In the grassy slopes of the Meadows, children clinging on to parents’ hands are wandering around with balloons, eating ice-cream and hot dogs. Others are kicking a ball. There are people of all nationalities: Oriental, Asian, European, Australian, American. Beautiful, haunting South American pan pipes fill the air. Crowds flock around various performers.

That may all sound pretty normal, but normal cannot describe some of the acts: sword swallowing, fire eating, stilt walking, extreme acrobatics and even violin playing while balancing on a tightrope.

The laid-back atmosphere of the Meadows during summer sums up the spirit of the collective Edinburgh festivals. And Fringe Sunday is a day for all the family, when all the shows are free, making them accessible to all.

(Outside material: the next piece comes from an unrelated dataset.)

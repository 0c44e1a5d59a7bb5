//! Configuration and dependency initialization.

mod dependencies;

pub use dependencies::{BackendKind, ConnectionMode, Dependencies};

For those who criticise the commercialisation of the Fringe, Fringe Sunday shows that the festival is a celebration that all of Edinburgh’s citizens, and anyone from further afield, should be able to enjoy.

A short walk away, the Royal Museum and the Museum of Scotland are busier than usual. The ever-popular Connect, the science and technology gallery with lots of interactive activities, is a child-magnet. A queue snakes around the Formula 1 test drive.

A group of children are learning about objects floating and sinking. The demonstrator holds up a small block of wood. They all shout out whether they think it will float or sink.

Without the performers, the Fringe would sink. But as it is, it is sailing, not sinking.